§ Task requirements: The entries below contain a stretch that opens with the line containing "filename crates/engine/src/ops/mod.rs" and closes with the line containing "pub use withdrawals::WithdrawalOverview;"; set down that stretch exactly, both ends included, and nothing else.

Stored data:
>>>>>

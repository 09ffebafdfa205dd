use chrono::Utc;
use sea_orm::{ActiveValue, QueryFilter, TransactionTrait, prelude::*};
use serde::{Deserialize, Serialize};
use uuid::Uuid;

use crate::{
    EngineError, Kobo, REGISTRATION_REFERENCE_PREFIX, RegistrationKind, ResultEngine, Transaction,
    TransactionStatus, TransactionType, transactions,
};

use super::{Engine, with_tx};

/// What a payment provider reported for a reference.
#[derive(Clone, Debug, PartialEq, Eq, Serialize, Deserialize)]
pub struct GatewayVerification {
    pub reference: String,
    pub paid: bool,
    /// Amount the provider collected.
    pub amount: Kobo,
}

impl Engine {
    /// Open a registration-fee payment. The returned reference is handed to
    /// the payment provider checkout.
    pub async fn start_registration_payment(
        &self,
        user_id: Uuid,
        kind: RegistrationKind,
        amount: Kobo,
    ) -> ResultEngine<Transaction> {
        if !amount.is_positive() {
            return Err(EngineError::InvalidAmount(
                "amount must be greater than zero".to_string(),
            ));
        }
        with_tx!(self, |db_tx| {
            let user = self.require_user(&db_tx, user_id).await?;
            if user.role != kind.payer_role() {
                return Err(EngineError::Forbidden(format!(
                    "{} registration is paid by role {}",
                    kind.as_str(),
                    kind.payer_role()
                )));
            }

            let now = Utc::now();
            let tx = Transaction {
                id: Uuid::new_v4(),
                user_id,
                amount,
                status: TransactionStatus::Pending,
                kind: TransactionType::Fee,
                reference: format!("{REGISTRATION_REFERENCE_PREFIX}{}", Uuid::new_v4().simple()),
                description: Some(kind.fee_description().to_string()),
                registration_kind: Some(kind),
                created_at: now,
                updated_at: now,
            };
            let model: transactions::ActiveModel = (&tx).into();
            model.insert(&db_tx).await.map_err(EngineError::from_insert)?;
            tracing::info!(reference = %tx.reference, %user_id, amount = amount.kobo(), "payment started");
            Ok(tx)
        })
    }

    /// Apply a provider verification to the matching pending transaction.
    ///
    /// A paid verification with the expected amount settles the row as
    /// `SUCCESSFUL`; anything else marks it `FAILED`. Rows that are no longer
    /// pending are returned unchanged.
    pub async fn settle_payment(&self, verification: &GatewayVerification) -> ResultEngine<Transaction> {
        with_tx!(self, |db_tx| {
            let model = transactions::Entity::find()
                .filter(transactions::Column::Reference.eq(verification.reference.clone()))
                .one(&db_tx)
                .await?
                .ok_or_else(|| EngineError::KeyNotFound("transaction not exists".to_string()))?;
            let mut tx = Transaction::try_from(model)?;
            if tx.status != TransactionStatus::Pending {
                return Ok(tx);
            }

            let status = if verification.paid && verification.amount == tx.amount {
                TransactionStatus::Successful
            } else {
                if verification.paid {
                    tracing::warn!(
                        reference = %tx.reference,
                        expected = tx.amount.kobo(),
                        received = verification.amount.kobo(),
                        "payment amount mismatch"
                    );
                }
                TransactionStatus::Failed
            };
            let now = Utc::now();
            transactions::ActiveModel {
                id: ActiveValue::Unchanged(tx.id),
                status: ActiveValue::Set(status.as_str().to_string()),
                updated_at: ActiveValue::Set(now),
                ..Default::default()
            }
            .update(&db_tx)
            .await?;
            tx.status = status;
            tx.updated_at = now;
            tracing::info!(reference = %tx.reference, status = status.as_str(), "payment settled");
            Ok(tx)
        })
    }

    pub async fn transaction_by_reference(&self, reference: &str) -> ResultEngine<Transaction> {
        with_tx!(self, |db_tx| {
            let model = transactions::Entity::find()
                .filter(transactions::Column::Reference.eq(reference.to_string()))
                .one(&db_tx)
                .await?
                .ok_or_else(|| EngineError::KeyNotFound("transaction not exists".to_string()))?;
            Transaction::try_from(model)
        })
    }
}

<<<<<
>>>>>

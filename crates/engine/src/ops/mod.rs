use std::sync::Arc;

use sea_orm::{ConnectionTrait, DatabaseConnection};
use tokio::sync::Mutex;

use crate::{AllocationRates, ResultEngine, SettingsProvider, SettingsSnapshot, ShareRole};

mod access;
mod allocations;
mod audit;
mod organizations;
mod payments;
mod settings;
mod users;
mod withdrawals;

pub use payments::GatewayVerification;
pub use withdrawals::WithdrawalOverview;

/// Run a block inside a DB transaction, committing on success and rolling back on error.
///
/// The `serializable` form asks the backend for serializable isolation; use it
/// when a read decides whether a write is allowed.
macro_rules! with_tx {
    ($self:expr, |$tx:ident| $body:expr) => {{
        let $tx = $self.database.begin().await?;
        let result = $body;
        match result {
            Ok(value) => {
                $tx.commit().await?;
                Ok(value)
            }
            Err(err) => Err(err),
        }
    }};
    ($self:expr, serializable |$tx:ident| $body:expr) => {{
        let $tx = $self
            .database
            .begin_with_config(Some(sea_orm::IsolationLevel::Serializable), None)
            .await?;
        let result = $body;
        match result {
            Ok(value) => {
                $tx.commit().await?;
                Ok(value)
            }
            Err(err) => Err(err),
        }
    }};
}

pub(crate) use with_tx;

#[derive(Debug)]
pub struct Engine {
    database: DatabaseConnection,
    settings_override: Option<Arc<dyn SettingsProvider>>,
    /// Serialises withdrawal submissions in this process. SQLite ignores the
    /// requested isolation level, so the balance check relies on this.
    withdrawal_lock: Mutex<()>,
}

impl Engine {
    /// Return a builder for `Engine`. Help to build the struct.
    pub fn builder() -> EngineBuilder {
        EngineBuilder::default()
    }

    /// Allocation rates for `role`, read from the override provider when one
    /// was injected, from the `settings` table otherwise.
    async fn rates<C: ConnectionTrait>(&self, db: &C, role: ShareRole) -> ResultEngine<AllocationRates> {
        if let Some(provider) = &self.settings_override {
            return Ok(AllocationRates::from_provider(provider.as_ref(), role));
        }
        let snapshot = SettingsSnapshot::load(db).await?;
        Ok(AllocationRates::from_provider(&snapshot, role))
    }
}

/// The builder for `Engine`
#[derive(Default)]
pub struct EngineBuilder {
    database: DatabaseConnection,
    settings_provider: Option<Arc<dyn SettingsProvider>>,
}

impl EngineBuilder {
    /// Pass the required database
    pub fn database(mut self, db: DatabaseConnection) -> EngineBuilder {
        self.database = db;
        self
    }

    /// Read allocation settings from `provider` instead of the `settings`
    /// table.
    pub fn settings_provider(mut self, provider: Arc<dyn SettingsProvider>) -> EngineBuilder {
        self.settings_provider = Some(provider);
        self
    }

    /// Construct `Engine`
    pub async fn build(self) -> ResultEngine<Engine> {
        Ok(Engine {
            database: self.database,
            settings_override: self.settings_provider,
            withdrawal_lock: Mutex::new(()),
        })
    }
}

<<<<<

§ Result of this task:
filename crates/engine/src/ops/mod.rs
use std::sync::Arc;

use sea_orm::{ConnectionTrait, DatabaseConnection};
use tokio::sync::Mutex;

use crate::{AllocationRates, ResultEngine, SettingsProvider, SettingsSnapshot, ShareRole};

mod access;
mod allocations;
mod audit;
mod organizations;
mod payments;
mod settings;
mod users;
mod withdrawals;

pub use payments::GatewayVerification;
pub use withdrawals::WithdrawalOverview;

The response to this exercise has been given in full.